Indication - Endocrine disorders
First added in 2020
To confirm ovulation during infertility evaluation and treatment
WHO prequalified or recommended products
WHO supporting documents
ICD11 code: 5B3Z
Summary of evidence evaluation
The serum progesterone test is aimed at aiding the diagnosis of disorders related to reproductive dysfunction, more specifically infertility and anovulation, LPD and PCOS. No evidence is presented on the diagnostic accuracy or clinical utility of the serum progesterone test for these three conditions. Evidence provided shows that a single low-progesterone measurement for women in early pregnancy presenting with bleeding or pain and inconclusive ultrasound results can rule out a viable pregnancy. The full evidence review for this test category is available online at: https://www.who.int/medical_devices/diagnostics/selection_in-vitro/selection_in-vitro-meetings/new-prod-categories_3
Summary of SAGE IVD deliberations
The consequences of infertility from a personal and social point of view can be dramatic. Fertility is considered a major public health issue by WHO. Progesterone forms part of international guidelines and best practice to determine whether ovulation has taken place during infertility evaluation and treatment.
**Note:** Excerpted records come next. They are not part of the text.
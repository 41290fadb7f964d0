//! Data models for fieldtrack entities.
//!
//! This module defines the core data structures:
//! - `Task` - Scheduled field work with status, priority, and progress
//! - `TaskAssignment` - Many-to-many link between tasks and technicians
//! - `ServiceSheet` - Checklist and signatures documenting work on a task
//! - `Note` / `Photo` - Attachments recorded against a task
//! - `Product` / `ProductUsage` - Inventory and materials consumed on site
//! - `Timesheet` - A recorded work interval against a task
//! - `Client` - The customer a task is performed for
//!
//! All entities are identified by an `i64` assigned by the store, and all
//! serialize with camelCase field names to match the JSON wire format.

pub mod patch;

use chrono::{DateTime, Utc};
use serde::{Deserialize, Serialize};
use std::fmt;

/// Task status in the service workflow.
#[derive(Debug, Clone, Copy, Default, PartialEq, Eq, Serialize, Deserialize)]
#[serde(rename_all = "snake_case")]
pub enum TaskStatus {
    #[default]
    Scheduled,
    InProgress,
    Completed,
    Cancelled,
}

impl fmt::Display for TaskStatus {
    fn fmt(&self, f: &mut fmt::Formatter<'_>) -> fmt::Result {
        let s = match self {
            TaskStatus::Scheduled => "scheduled",
            TaskStatus::InProgress => "in_progress",
            TaskStatus::Completed => "completed",
            TaskStatus::Cancelled => "cancelled",
        };
        write!(f, "{}", s)
    }
}

impl std::str::FromStr for TaskStatus {
    type Err = String;

    fn from_str(s: &str) -> std::result::Result<Self, Self::Err> {
        match s {
            "scheduled" => Ok(TaskStatus::Scheduled),
            "in_progress" => Ok(TaskStatus::InProgress),
            "completed" => Ok(TaskStatus::Completed),
            "cancelled" => Ok(TaskStatus::Cancelled),
            _ => Err(format!("Unknown task status: {}", s)),
        }
    }
}

/// Task priority level.
#[derive(Debug, Clone, Copy, Default, PartialEq, Eq, Serialize, Deserialize)]
#[serde(rename_all = "snake_case")]
pub enum TaskPriority {
    Low,
    #[default]
    Medium,
    High,
}

impl fmt::Display for TaskPriority {
    fn fmt(&self, f: &mut fmt::Formatter<'_>) -> fmt::Result {
        let s = match self {
            TaskPriority::Low => "low",
            TaskPriority::Medium => "medium",
            TaskPriority::High => "high",
        };
        write!(f, "{}", s)
    }
}

impl std::str::FromStr for TaskPriority {
    type Err = String;

    fn from_str(s: &str) -> std::result::Result<Self, Self::Err> {
        match s {
            "low" => Ok(TaskPriority::Low),
            "medium" => Ok(TaskPriority::Medium),
            "high" => Ok(TaskPriority::High),
            _ => Err(format!("Unknown task priority: {}", s)),
        }
    }
}

/// A technician or back-office user.
#[derive(Debug, Clone, Serialize, Deserialize)]
#[serde(rename_all = "camelCase")]
pub struct User {
    /// Unique identifier
    pub id: i64,

    /// Login name, unique across users
    pub username: String,

    /// Opaque credential string (hashing is out of scope here)
    pub password: String,

    /// Display name
    pub name: String,

    /// Optional avatar image reference
    #[serde(skip_serializing_if = "Option::is_none")]
    pub avatar: Option<String>,

    /// Role, defaults to "technician"
    pub role: String,
}

/// Payload for creating a [`User`].
#[derive(Debug, Clone, Serialize, Deserialize)]
#[serde(rename_all = "camelCase")]
pub struct NewUser {
    pub username: String,
    pub password: String,
    pub name: String,
    #[serde(default)]
    pub avatar: Option<String>,
    #[serde(default = "default_role")]
    pub role: String,
}

fn default_role() -> String {
    "technician".to_string()
}

impl User {
    /// Create a new user with the given ID.
    pub fn new(id: i64, new: NewUser) -> Self {
        Self {
            id,
            username: new.username,
            password: new.password,
            name: new.name,
            avatar: new.avatar,
            role: new.role,
        }
    }
}

/// A schedulable unit of field work tied to a location and optionally a client.
#[derive(Debug, Clone, Serialize, Deserialize)]
#[serde(rename_all = "camelCase")]
pub struct Task {
    /// Unique identifier
    pub id: i64,

    /// Task title
    pub title: String,

    /// Detailed description
    #[serde(skip_serializing_if = "Option::is_none")]
    pub description: Option<String>,

    /// Site name (e.g. "Acme Co. Office")
    pub location_name: String,

    /// Street address of the site
    pub location_address: String,

    /// When the work is scheduled to start
    pub scheduled_date: DateTime<Utc>,

    /// Current status
    #[serde(default)]
    pub status: TaskStatus,

    /// Priority level
    #[serde(default)]
    pub priority: TaskPriority,

    /// Completion percentage (0-100)
    #[serde(default)]
    pub progress: i32,

    /// Weak reference to a client; a dangling id is tolerated
    #[serde(skip_serializing_if = "Option::is_none")]
    pub client_id: Option<i64>,

    /// Creation timestamp
    pub created_at: DateTime<Utc>,

    /// Last update timestamp, bumped on every mutation
    pub updated_at: DateTime<Utc>,
}

/// Payload for creating a [`Task`].
#[derive(Debug, Clone, Serialize, Deserialize)]
#[serde(rename_all = "camelCase")]
pub struct NewTask {
    pub title: String,
    #[serde(default)]
    pub description: Option<String>,
    pub location_name: String,
    pub location_address: String,
    pub scheduled_date: DateTime<Utc>,
    #[serde(default)]
    pub status: TaskStatus,
    #[serde(default)]
    pub priority: TaskPriority,
    #[serde(default)]
    pub progress: i32,
    #[serde(default)]
    pub client_id: Option<i64>,
}

impl Task {
    /// Create a new task with the given ID, stamping both timestamps.
    pub fn new(id: i64, new: NewTask) -> Self {
        let now = Utc::now();
        Self {
            id,
            title: new.title,
            description: new.description,
            location_name: new.location_name,
            location_address: new.location_address,
            scheduled_date: new.scheduled_date,
            status: new.status,
            priority: new.priority,
            progress: new.progress,
            client_id: new.client_id,
            created_at: now,
            updated_at: now,
        }
    }
}

/// Assignment of a technician to a task.
#[derive(Debug, Clone, Serialize, Deserialize)]
#[serde(rename_all = "camelCase")]
pub struct TaskAssignment {
    /// Unique identifier
    pub id: i64,

    /// The assigned task
    pub task_id: i64,

    /// The assigned user
    pub user_id: i64,

    /// When the assignment was made
    pub assigned_at: DateTime<Utc>,
}

impl TaskAssignment {
    /// Create a new assignment with the given ID.
    pub fn new(id: i64, task_id: i64, user_id: i64) -> Self {
        Self {
            id,
            task_id,
            user_id,
            assigned_at: Utc::now(),
        }
    }
}

/// A single item on a service-sheet checklist.
#[derive(Debug, Clone, Serialize, Deserialize)]
#[serde(rename_all = "camelCase")]
pub struct ChecklistItem {
    /// Position/identifier within the checklist
    pub id: i64,

    /// What to check
    pub name: String,

    /// Whether the item has been completed
    #[serde(default)]
    pub completed: bool,
}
Importantly, guidelines do not commonly support its use to assess LPD, or as the primary assessment tool to diagnose amenorrhoea or menstrual irregularities due to hypogonadism, hyperprolactinaemia, thyroid dysfunction or late-onset congenital adrenal hyperplasia. Because progesterone testing has such limited indications, it is particularly prone to overuse. SAGE IVD emphasized that LH testing and result interpretation require appropriate laboratory infrastructure and the availability of fertility or endocrinology specialists.
SAGE IVD recommendation
SAGE IVD recommended including the progesterone test category in the third EDL: • as a disease-specific IVD for use in clinical laboratories (EDL 3, Section II.b, within a new subsection for endocrine disorders); • using an immunoassay format; • to confirm ovulation during infertility evaluation and treatment. The group requested the addition of a note to the test category entry in the EDL stating that it is only recommended for use in specialized health care settings. The group further requested the submission of testosterone as a potential addition to the EDL, for full review and consideration next year.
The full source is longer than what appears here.